December 3, 2021

​‘Immanu’el

Figuring out Yeshu’a ben-Yosef.

Lael Caesar

Pass Him by, if you will, on your donkey, or on foot with your loaded donkey, on the dusty path to the humble first-century Galilean building you call home—two rooms, clay brick with mud and straw for mortar, dirt floor. Two rooms and an open courtyard. You’ve worked since sunrise. Now food and rest are all you’re thinking of, not dramatic encounters with important strangers.

All About Character

The Man who went by in the other direction may have been Yeshu’a ben-Yosef, a twenty-something Palestinian Jew you’ve heard of but never met—as far as you can tell. Granted, the man you just passed by didn’t look like the stuff of dramatic encounters anyway, and perhaps that’s the very reason you’ve never met Him: there wasn’t any arresting physical beauty to the Man you just passed that struck your attention.1

But to hear His mother speak of Him, you would believe that there has never been another child like Him in the little mountain town of His youth—so gracious in disposition, ready in helpfulness, and humbly charming even in painful, awkward, difficult moments. She will tell you, even now, the story of His steady blossoming into a soul of profound wisdom, even as He also matured physically.

This Son of Miryam and Yosef was one of all the cute little kids who didn’t turn into a brash teen. Or a know-it-all young adult. But there’s no denying it: He does know a great deal! Still, all He did was become a Youth of meek boldness and a kindly, sensible-looking face. I’ll grant that anybody as focused as you were on that barley bread and fish you were savoring could go by Yeshu’a and never notice Him. He misses things too, maybe: How come He didn’t get married a dozen years ago? He’s almost 30 years old and still as single as He’s ever been.

His mother, Miryam—and his brothers, too, though with much less delight—could tell you how persuasively he speaks His ethical convictions. Her heart is ever bursting with holy gratitude for His devotion to the Scriptures she so carefully and faithfully taught Him. For Him, everything has to be based on the Scriptures. He draws from Devarim (the Deuteronomy scroll): “Man does not live on bread alone but on every word that comes from the mouth of the Lord” (Deut. 8:3, NIV).

His brothers can attest to things mother Miryam said. But the fire inside them when they speak is different from the fervor burning in her soul that shows in her transparently honest eyes. Ya‘akov or Yosef, or Shim’on, or Yehudah—or all of them at once—wonder aloud sometimes, about His impractical holiness: He’s crazy (Mark 3:21). Others think so too, and worse: perhaps He’s demon-possessed as well as crazy (John 10:20). Does He truly understand the first thing about His nation’s history and the great fathers of that history? How stable is His head? He talks with conviction about what God did for us through patriarchs like Avraham, Moshe, and David; then He goes off about misguided zeal, admonishing when everyone else is admiring—how Moshe put that Mitsri in his place (under the sand); or how David could elude both Israelite king Shaul and Philistine king Achish. How brilliant was that! He blames David for the death of 85 priests.2 Imagine that! Rather than recall their exploits—like what they did at Shechem (Gen. 34)—he chafes at the thought that the fathers of our tribes were themselves the fruit of so much contention, deception, and flames of criminal jealousy that burned just as furiously in their own time as they had in their father’s generation.3 Nobody’s perfect after all!
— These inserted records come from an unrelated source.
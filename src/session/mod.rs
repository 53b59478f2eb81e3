//! Per-client session storage.
//!
//! # Data Flow
//! ```text
//! handshake completes
//!     → SessionStore::add_session(uuid, key, token)   (latest handshake wins)
//!
//! tunneled request
//!     → SessionStore::get_key / get_token
//! ```
//!
//! # Backends
//! - memory.rs: in-process concurrent map (DashMap)
//! - kv.rs: external key-value cache behind the `KvClient` capability
//! - cache.rs: `KvClient` on a managed Redis connection
//!
//! Backend choice is made once at startup from configuration.

pub mod cache;
pub mod kv;
pub mod memory;

use async_trait::async_trait;

use crate::crypto::SessionKey;
use crate::error::StoreError;

pub use kv::{KvClient, KvSessionStore};
pub use memory::MemorySessionStore;
pub use cache::RedisClient;

/// A live tunnel session.
#[derive(Debug, Clone, PartialEq, Eq)]
pub struct ClientSession {
    pub client_uuid: String,
    pub key: SessionKey,
    pub auth_token: String,
}

/// Capability set every session backend provides.
///
/// Reads must be safe to interleave with concurrent `add_session` calls.
#[async_trait]
pub trait SessionStore: Send + Sync {
    /// Register a session, replacing any existing one for the same UUID.
    async fn add_session(
        &self,
        client_uuid: &str,
        key: SessionKey,
        auth_token: &str,
    ) -> Result<(), StoreError>;

    /// Session key for the client, or `StoreError::NotFound`.
    async fn get_key(&self, client_uuid: &str) -> Result<SessionKey, StoreError>;

    /// Auth token for the client, or `StoreError::NotFound`.
    async fn get_token(&self, client_uuid: &str) -> Result<String, StoreError>;

    /// Full session if both the key and the token are present.
    async fn session(&self, client_uuid: &str) -> Result<Option<ClientSession>, StoreError> {
        let key = match self.get_key(client_uuid).await {
            Ok(k) => k,
            Err(StoreError::NotFound(_)) => return Ok(None),
            Err(e) => return Err(e),
        };
        let auth_token = match self.get_token(client_uuid).await {
            Ok(t) => t,
            Err(StoreError::NotFound(_)) => return Ok(None),
            Err(e) => return Err(e),
        };
        Ok(Some(ClientSession {
            client_uuid: client_uuid.to_string(),
            key,
            auth_token,
        }))
    }
}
That, of course, is one of the worst things to say if you were hoping to silence Him. That’s what turns Him on! He’ll readily agree with you. Because that’s the problem. Nobody’s perfect: that is humanity’s problem! We need a better example, a better guide, a better model; a different orientation, away from ourselves to God our Father in heaven. We do not need to model ourselves after our fellow fallen humans when we may seek the Lord with all our heart, soul, mind and strength—Devarim again; when we may lean on heaven’s grace and power every moment of every day. It’s not about us. It’s all about God our Father, who means for His children to value purity of soul and integrity of action more than . . . more than life! You serve the cause of your Father who is in heaven by letting Him live His selfless life through you in the service of others, “that they may see your good deeds and glorify your Father in heaven” (Matt. 5:16, NIV).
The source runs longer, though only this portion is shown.